Data entries

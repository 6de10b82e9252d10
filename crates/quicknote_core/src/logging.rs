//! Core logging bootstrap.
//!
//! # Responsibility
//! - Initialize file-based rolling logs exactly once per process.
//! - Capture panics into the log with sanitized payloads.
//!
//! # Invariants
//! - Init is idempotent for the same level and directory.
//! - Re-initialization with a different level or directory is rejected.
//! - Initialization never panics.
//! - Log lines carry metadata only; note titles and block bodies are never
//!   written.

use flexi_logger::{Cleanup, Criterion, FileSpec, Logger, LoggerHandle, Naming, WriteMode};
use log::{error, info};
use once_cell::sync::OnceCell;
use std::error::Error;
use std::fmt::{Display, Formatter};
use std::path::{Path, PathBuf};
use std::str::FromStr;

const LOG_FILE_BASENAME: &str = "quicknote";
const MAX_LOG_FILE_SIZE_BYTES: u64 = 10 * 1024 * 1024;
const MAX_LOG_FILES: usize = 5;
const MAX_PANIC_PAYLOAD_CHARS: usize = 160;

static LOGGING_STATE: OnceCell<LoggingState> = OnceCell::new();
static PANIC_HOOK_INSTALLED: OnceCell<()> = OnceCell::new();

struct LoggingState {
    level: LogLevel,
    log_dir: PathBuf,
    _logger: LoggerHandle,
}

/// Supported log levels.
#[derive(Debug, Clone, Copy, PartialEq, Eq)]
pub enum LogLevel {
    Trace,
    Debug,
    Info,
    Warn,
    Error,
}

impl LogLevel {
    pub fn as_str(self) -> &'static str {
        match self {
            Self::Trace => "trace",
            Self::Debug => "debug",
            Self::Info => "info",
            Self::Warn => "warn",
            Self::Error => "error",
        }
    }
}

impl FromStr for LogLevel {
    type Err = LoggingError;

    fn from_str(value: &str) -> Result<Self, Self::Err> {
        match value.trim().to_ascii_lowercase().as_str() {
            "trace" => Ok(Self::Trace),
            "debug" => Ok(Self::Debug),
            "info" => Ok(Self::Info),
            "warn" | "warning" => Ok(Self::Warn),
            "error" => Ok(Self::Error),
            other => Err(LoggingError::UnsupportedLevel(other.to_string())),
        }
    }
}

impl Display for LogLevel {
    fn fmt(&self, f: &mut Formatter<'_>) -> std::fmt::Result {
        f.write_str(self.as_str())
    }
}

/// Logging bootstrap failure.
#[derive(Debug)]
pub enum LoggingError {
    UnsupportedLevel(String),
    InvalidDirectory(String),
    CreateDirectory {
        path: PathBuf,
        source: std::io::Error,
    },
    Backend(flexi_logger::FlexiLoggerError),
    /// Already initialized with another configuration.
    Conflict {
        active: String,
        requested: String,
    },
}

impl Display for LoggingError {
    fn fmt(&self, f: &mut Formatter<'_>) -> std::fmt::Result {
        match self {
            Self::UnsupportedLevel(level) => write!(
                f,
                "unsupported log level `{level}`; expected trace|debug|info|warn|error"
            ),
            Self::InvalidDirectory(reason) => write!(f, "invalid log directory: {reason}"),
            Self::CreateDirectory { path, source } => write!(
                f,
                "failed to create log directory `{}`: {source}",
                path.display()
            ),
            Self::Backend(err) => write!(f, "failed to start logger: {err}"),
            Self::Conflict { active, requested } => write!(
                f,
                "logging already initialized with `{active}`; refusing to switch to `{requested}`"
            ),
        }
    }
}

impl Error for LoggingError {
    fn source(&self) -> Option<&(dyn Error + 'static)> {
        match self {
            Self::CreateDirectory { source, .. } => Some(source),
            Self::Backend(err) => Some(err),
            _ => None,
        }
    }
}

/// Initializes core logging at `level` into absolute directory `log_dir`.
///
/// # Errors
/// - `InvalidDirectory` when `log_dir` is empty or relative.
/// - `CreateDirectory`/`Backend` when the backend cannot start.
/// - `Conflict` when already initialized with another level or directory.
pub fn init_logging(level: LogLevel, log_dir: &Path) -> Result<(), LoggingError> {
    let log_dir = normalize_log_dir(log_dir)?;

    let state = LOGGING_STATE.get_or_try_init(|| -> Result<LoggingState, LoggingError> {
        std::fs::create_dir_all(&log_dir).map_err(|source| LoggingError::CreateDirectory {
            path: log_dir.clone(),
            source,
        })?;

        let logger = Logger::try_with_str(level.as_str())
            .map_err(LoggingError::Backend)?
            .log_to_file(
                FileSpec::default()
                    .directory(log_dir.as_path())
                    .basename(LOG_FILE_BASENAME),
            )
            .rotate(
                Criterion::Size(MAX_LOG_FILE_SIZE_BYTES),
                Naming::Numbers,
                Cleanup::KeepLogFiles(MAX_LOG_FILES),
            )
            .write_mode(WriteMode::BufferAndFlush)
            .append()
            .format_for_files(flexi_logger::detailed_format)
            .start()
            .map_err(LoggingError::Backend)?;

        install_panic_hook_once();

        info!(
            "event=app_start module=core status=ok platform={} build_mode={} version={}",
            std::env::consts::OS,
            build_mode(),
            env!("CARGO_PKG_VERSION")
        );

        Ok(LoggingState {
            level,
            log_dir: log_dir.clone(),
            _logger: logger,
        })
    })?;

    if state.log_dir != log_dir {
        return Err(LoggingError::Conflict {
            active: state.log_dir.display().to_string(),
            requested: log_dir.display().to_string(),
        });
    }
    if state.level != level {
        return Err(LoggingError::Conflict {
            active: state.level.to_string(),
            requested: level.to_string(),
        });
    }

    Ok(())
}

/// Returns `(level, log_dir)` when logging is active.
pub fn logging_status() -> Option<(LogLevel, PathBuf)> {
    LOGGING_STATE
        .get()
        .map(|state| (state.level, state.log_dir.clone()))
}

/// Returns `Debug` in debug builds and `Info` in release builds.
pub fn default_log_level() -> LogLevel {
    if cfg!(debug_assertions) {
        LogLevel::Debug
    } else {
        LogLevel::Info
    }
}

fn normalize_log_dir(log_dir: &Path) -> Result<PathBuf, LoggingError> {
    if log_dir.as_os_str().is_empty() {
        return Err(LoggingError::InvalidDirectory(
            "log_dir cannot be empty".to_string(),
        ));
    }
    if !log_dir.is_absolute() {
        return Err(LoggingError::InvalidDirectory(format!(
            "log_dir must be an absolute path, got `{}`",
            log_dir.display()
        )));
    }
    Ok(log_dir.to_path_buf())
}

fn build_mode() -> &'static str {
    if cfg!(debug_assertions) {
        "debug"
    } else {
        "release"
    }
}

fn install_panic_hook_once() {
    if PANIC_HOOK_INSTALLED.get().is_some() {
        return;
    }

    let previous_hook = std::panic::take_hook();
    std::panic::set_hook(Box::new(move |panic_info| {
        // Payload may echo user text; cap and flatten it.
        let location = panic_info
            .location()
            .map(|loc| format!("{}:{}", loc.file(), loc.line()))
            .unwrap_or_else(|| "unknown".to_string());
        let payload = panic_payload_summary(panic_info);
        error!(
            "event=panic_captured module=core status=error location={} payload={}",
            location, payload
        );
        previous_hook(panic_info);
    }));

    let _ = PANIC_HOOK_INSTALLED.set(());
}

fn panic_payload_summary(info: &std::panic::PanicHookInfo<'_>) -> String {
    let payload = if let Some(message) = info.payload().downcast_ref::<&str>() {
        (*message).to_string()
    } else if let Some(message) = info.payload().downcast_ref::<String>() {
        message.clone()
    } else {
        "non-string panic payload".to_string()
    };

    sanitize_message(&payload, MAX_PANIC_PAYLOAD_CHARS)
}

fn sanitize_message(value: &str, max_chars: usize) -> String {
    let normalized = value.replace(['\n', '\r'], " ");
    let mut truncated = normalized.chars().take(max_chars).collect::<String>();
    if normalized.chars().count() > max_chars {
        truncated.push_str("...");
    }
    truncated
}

---

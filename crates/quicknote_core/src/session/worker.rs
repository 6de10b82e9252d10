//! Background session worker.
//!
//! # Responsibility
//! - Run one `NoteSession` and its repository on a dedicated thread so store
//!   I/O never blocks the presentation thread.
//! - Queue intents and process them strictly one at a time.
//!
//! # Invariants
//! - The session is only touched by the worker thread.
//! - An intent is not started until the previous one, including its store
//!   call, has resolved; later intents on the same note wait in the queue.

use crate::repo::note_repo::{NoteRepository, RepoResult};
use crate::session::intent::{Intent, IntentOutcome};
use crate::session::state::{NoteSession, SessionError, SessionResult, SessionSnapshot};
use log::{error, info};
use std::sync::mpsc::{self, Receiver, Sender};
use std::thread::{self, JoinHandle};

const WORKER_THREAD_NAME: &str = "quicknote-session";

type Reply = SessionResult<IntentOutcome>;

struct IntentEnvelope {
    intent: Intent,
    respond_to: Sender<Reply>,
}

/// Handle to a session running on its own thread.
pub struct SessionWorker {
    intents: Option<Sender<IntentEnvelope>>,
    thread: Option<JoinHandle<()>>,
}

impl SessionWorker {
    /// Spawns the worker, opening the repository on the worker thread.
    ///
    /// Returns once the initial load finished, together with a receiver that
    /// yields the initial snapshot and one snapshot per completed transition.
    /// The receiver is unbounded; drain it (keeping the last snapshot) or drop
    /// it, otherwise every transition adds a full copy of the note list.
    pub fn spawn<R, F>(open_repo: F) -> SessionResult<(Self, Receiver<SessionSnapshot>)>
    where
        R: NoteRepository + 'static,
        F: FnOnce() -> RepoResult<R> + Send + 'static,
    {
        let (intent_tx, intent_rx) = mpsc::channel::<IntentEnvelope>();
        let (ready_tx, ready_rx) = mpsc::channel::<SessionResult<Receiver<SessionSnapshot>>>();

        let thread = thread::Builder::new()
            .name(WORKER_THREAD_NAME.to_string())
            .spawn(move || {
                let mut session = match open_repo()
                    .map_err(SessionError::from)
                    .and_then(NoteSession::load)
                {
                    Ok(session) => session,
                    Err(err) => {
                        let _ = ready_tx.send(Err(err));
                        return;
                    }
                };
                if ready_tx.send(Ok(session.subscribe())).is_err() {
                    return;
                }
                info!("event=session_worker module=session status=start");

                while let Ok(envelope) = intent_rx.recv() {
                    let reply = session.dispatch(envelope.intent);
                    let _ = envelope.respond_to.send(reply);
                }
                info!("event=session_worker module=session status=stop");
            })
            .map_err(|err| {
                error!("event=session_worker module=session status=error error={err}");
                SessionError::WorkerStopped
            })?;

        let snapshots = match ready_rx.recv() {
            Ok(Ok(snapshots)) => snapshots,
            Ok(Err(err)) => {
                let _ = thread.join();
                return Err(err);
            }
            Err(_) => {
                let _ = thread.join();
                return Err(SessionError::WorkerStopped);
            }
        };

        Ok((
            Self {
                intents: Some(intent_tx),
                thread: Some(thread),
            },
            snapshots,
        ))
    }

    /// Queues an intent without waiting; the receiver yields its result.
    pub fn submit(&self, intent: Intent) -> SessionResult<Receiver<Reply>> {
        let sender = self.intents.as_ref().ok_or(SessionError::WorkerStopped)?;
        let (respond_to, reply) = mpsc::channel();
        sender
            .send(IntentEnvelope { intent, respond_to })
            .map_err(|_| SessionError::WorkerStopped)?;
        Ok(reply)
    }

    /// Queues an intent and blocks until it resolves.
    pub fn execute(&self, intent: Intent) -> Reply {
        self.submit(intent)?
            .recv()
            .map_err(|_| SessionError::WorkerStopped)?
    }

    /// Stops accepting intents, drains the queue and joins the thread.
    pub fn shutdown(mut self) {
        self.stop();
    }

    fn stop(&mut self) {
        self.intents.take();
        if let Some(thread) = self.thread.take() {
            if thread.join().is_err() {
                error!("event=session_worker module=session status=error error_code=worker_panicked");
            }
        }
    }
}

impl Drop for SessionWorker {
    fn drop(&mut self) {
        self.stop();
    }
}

— Task description —
Working through the records above, establish how many lines contain the string "UnsupportedLevel", and reply with the number by itself.

— Solution to the problem —
3